TrwB is a DNA-dependent ATPase involved in DNA transport during bacterial conjugation. The protein presents structural similarity to hexameric molecular motors such as F(1)-ATPase, FtsK, or ring helicases, suggesting that TrwB also operates as a motor, using energy released from ATP hydrolysis to pump single-stranded DNA through its central channel. In this work, we have carried out an extensive analysis with various DNA substrates to determine the preferred substrate for TrwB. Oligonucleotides with G-rich sequences forming G4 DNA structures were the optimal substrates for TrwB ATPase activity. The protein bound with 100-fold higher affinity to G4 DNA than to single-stranded DNA of the same sequence. Moreover, TrwB formed oligomeric protein complexes only with oligonucleotides presenting such a G-quadruplex DNA structure, consistent with stoichiometry of six TrwB monomers to G4 DNA, as demonstrated by gel filtration chromatography and analytical ultracentrifugation experiments.
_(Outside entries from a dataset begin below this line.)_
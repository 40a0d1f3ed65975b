//! Physiological Plausibility Gating
//!
//! ## Overview
//!
//! A rate that comes out of the detector chain is only published if it is
//! physiologically possible for its channel. Anything else is discarded and
//! the previously accepted value stays visible (sticky-last-valid).
//!
//! ```text
//! computed rate ──▶ finite? ──▶ min <= rate <= max? ──▶ published output
//!                      │                 │
//!                      └──── no ─────────┴──▶ keep previous output
//! ```
//!
//! Channels that have a meaningful "nothing happening" value (step cadence,
//! rotation rate) include zero in their range, so a real zero passes the
//! gate like any other reading.

use crate::errors::{PlausibilityError, PlausibilityResult};
use crate::logging::log_debug;

/// Check that `value` is finite and inside `[min, max]`
pub fn check_range(value: f32, min: f32, max: f32) -> PlausibilityResult<()> {
    if !value.is_finite() {
        Err(PlausibilityError::InvalidValue)
    } else if value < min || value > max {
        Err(PlausibilityError::OutOfRange { value, min, max })
    } else {
        Ok(())
    }
}

/// Inclusive physiological range of one channel
#[derive(Debug, Clone, Copy, PartialEq)]
pub struct PlausibilityRange {
    pub min: f32,
    pub max: f32,
}

impl PlausibilityRange {
    pub const fn new(min: f32, max: f32) -> Self {
        Self { min, max }
    }

    pub fn check(&self, value: f32) -> PlausibilityResult<f32> {
        check_range(value, self.min, self.max).map(|()| value)
    }

    pub fn contains(&self, value: f32) -> bool {
        self.check(value).is_ok()
    }
}

/// Externally visible output of a channel
#[derive(Debug, Clone, Copy, PartialEq, Default)]
#[cfg_attr(feature = "serde", derive(serde::Serialize))]
pub struct ChannelOutput {
    /// Most recently accepted value in the channel's unit
    pub rate: f32,
    /// `false` until the first value has been accepted
    pub valid: bool,
}

/// Range gate plus the sticky output it protects
#[derive(Debug, Clone, Copy)]
pub struct PlausibilityGate {
    label: &'static str,
    range: PlausibilityRange,
    output: ChannelOutput,
}

impl PlausibilityGate {
    pub const fn new(label: &'static str, min: f32, max: f32) -> Self {
        Self {
            label,
            range: PlausibilityRange::new(min, max),
            output: ChannelOutput { rate: 0.0, valid: false },
        }
    }

    /// Publish `value` if it is plausible. A rejected value leaves the
    /// current output untouched.
    pub fn offer(&mut self, value: f32) -> PlausibilityResult<f32> {
        match self.range.check(value) {
            Ok(accepted) => {
                self.output = ChannelOutput { rate: accepted, valid: true };
                Ok(accepted)
            }
            Err(err) => {
                log_debug!("{}: rejected implausible value {}", self.label, value);
                Err(err)
            }
        }
    }

    pub fn output(&self) -> ChannelOutput {
        self.output
    }

    pub fn range(&self) -> PlausibilityRange {
        self.range
    }

    pub fn label(&self) -> &'static str {
        self.label
    }
}
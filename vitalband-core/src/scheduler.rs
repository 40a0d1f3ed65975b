//! Fixed-Period Cooperative Scheduler
//!
//! The band runs one run-to-completion handler per timer tick. The
//! scheduler only answers "is the next tick due?", in the pull-based
//! `nb` style:
//!
//! ```rust
//! use vitalband_core::scheduler::Scheduler;
//!
//! let mut scheduler = Scheduler::new(10);
//! assert_eq!(scheduler.poll(0), Ok(0));
//! assert_eq!(scheduler.poll(5), Err(nb::Error::WouldBlock));
//! assert_eq!(scheduler.poll(10), Ok(1));
//! ```
//!
//! Missed ticks are not replayed. If the loop falls more than a full period
//! behind, the next deadline is re-anchored to the current time instead of
//! firing a burst of catch-up ticks.

use core::convert::Infallible;

use crate::constants::time::{REPORT_DIVIDER, SLOW_CHANNEL_DIVIDER};
use crate::time::{elapsed_ms, Timestamp};

/// Fixed-period tick source
#[derive(Debug, Clone)]
pub struct Scheduler {
    period_ms: u32,
    next_deadline: Option<Timestamp>,
    tick: u32,
}

impl Scheduler {
    /// Scheduler firing every `period_ms` (at least 1 ms)
    pub const fn new(period_ms: u32) -> Self {
        Self {
            period_ms: if period_ms == 0 { 1 } else { period_ms },
            next_deadline: None,
            tick: 0,
        }
    }

    /// Returns the index of the tick that is due at `now`, or `WouldBlock`.
    /// The first poll is always due.
    pub fn poll(&mut self, now: Timestamp) -> nb::Result<u32, Infallible> {
        let deadline = match self.next_deadline {
            None => now,
            Some(deadline) => deadline,
        };

        // Wrapping difference reinterpreted as signed: negative means the
        // deadline is still ahead.
        if (now.wrapping_sub(deadline) as i32) < 0 {
            return Err(nb::Error::WouldBlock);
        }

        let lateness = elapsed_ms(now, deadline);
        let next = if lateness >= self.period_ms {
            now.wrapping_add(self.period_ms)
        } else {
            deadline.wrapping_add(self.period_ms)
        };
        self.next_deadline = Some(next);

        let tick = self.tick;
        self.tick = self.tick.wrapping_add(1);
        Ok(tick)
    }

    pub fn period_ms(&self) -> u32 {
        self.period_ms
    }

    /// Deadline of the next tick, once the first tick has fired
    pub fn next_deadline(&self) -> Option<Timestamp> {
        self.next_deadline
    }
}

/// What runs on a given tick
#[derive(Debug, Clone, Copy, PartialEq, Eq)]
pub struct Cadence {
    /// Motion, analog, temperature and barometer channels are read
    pub slow_channels: bool,
    /// The report cycle ends and a message is assembled
    pub report: bool,
}

impl Cadence {
    /// Cadence of tick `tick`. PPG runs on every tick; slow channels run on
    /// the first tick of every group of ten; the report closes every
    /// hundredth tick.
    pub const fn for_tick(tick: u32) -> Self {
        Self {
            slow_channels: tick % SLOW_CHANNEL_DIVIDER == 0,
            report: tick % REPORT_DIVIDER == REPORT_DIVIDER - 1,
        }
    }
}
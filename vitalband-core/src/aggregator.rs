//! Report Aggregator
//!
//! ## Overview
//!
//! Channels run on different cadences, but the companion app wants one
//! message per report cycle. The aggregator collects the latest value from
//! each channel, in registration order, and hands a single serialized
//! message to the [`MessageSink`] when the cycle is complete.
//!
//! ## Cycle Lifecycle
//!
//! ```text
//!           add()              add() (entries == expected)
//! [empty] ───────▶ [pending] ───────────────────────────────▶ send + reset ──▶ [empty]
//!                      │
//!                      └── finalize() ──▶ send partial + reset ──▶ [empty]
//! ```
//!
//! `finalize()` exists so a channel that never reports cannot stall the
//! cycle: the monitor calls it at the end of every report cycle that did not
//! flush on its own.
//!
//! ## Wire Format
//!
//! A flat JSON object, keys in insertion order:
//!
//! ```text
//! {"Accelerometer":96,"Gyroscope":0,"HeartRate":72,"SkinTemperature":36.41}
//! ```
//!
//! Integer values are written as integers, decimal values with two fraction
//! digits. NaN and infinities have no JSON form and are refused with
//! [`AggregatorError::NonFiniteValue`]. Keys are written verbatim and must
//! not contain `"` or `\`.
//!
//! ## Capacity
//!
//! The message is built incrementally in a fixed `heapless::String`. An
//! entry that would not fit (one byte is always reserved for the closing
//! brace) is refused with [`AggregatorError::EntryTooLarge`], so the buffer
//! never overruns and the message is always well-formed.

use core::fmt::{self, Write};

use heapless::{String, Vec};

use crate::constants::{AGGREGATOR_MAX_ENTRIES, AGGREGATOR_MESSAGE_BYTES};
use crate::errors::{AggregatorError, AggregatorResult};
use crate::logging::{log_debug, log_warn};
use crate::traits::MessageSink;

/// Longest single rendered entry: separator, quoted key, colon, number
const ENTRY_SCRATCH_BYTES: usize = 64;

/// Numeric value of one entry
#[derive(Debug, Clone, Copy, PartialEq)]
#[cfg_attr(feature = "serde", derive(serde::Serialize))]
pub enum Value {
    Integer(i32),
    Decimal(f32),
}

impl Value {
    /// Whether the value can be written as a JSON number
    pub fn is_finite(&self) -> bool {
        match self {
            Value::Integer(_) => true,
            Value::Decimal(v) => v.is_finite(),
        }
    }
}

impl fmt::Display for Value {
    fn fmt(&self, f: &mut fmt::Formatter<'_>) -> fmt::Result {
        match self {
            Value::Integer(v) => write!(f, "{}", v),
            Value::Decimal(v) => write!(f, "{:.2}", v),
        }
    }
}

/// One `(key, value)` pair of the current cycle
#[derive(Debug, Clone, Copy, PartialEq)]
pub struct Entry {
    pub key: &'static str,
    pub value: Value,
}

/// Result of a successful [`Aggregator::add`]
#[derive(Debug, Clone, Copy, PartialEq, Eq)]
pub enum AddOutcome {
    /// Stored; the cycle now holds `received` entries
    Pending { received: usize },
    /// Stored, and the cycle was complete so the message was sent
    Flushed,
}

/// Bounded message builder that owns the outbound sink
///
/// - `N`: maximum entries per cycle
/// - `CAP`: message buffer size in bytes
pub struct Aggregator<S: MessageSink, const N: usize = AGGREGATOR_MAX_ENTRIES, const CAP: usize = AGGREGATOR_MESSAGE_BYTES>
{
    sink: S,
    entries: Vec<Entry, N>,
    message: String<CAP>,
    expected_entries: usize,
    messages_sent: u32,
}

impl<S: MessageSink, const N: usize, const CAP: usize> Aggregator<S, N, CAP> {
    /// Aggregator that flushes once `expected_entries` have been added.
    /// The expectation is clamped to `1..=N`.
    pub fn new(sink: S, expected_entries: usize) -> Self {
        Self {
            sink,
            entries: Vec::new(),
            message: String::new(),
            expected_entries: expected_entries.clamp(1, N.max(1)),
            messages_sent: 0,
        }
    }

    /// Append an entry to the current cycle, flushing when it completes
    pub fn add(&mut self, key: &'static str, value: Value) -> AggregatorResult<AddOutcome> {
        if self.entries.len() >= self.expected_entries {
            log_warn!("aggregator full, dropping {}", key);
            return Err(AggregatorError::Full { expected: self.expected_entries });
        }

        if !value.is_finite() {
            log_warn!("entry {} is not finite, dropped", key);
            return Err(AggregatorError::NonFiniteValue { key });
        }

        let mut piece: String<ENTRY_SCRATCH_BYTES> = String::new();
        let separator = if self.entries.is_empty() { "{" } else { "," };
        let rendered = write!(piece, "{}\"{}\":{}", separator, key, value);

        // Keep one byte for the closing brace.
        let fits = self.message.len() + piece.len() < CAP;
        if rendered.is_err() || !fits {
            log_warn!("entry {} does not fit in the message buffer, dropped", key);
            return Err(AggregatorError::EntryTooLarge { key });
        }

        self.message
            .push_str(&piece)
            .map_err(|()| AggregatorError::EntryTooLarge { key })?;
        self.entries
            .push(Entry { key, value })
            .map_err(|_| AggregatorError::Full { expected: self.expected_entries })?;

        if self.entries.len() == self.expected_entries {
            self.flush();
            Ok(AddOutcome::Flushed)
        } else {
            Ok(AddOutcome::Pending { received: self.entries.len() })
        }
    }

    /// Send whatever the cycle holds. Returns `false` if it was empty.
    pub fn finalize(&mut self) -> bool {
        if self.entries.is_empty() {
            return false;
        }
        self.flush();
        true
    }

    fn flush(&mut self) {
        // Space for the brace was reserved by `add`.
        let _ = self.message.push('}');
        log_debug!("sending {} entries ({} bytes)", self.entries.len(), self.message.len());
        self.sink.send(&self.message);
        self.messages_sent = self.messages_sent.wrapping_add(1);
        self.reset();
    }

    /// Discard the current cycle without sending
    pub fn reset(&mut self) {
        self.entries.clear();
        self.message.clear();
    }

    pub fn entries_received(&self) -> usize {
        self.entries.len()
    }

    pub fn expected_entries(&self) -> usize {
        self.expected_entries
    }

    /// Entries of the current cycle in insertion order
    pub fn entries(&self) -> &[Entry] {
        &self.entries
    }

    /// Messages handed to the sink so far
    pub fn messages_sent(&self) -> u32 {
        self.messages_sent
    }

    pub fn sink(&self) -> &S {
        &self.sink
    }

    pub fn sink_mut(&mut self) -> &mut S {
        &mut self.sink
    }
}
A protein-DNA complex was also formed with unstructured oligonucleotides, but the molecular mass corresponded to one monomer protein bound to one oligonucleotide molecule. Sequences capable of forming G-quadruplex structures are widespread through genomes and are thought to play a biological function in transcriptional regulation. They form stable structures that can obstruct DNA replication, requiring the action of specific helicases to resolve them. Nevertheless, TrwB displayed no G4 DNA unwinding activity. These observations are discussed in terms of a possible role for TrwB in recognizing G-quadruplex structures as loading sites on the DNA.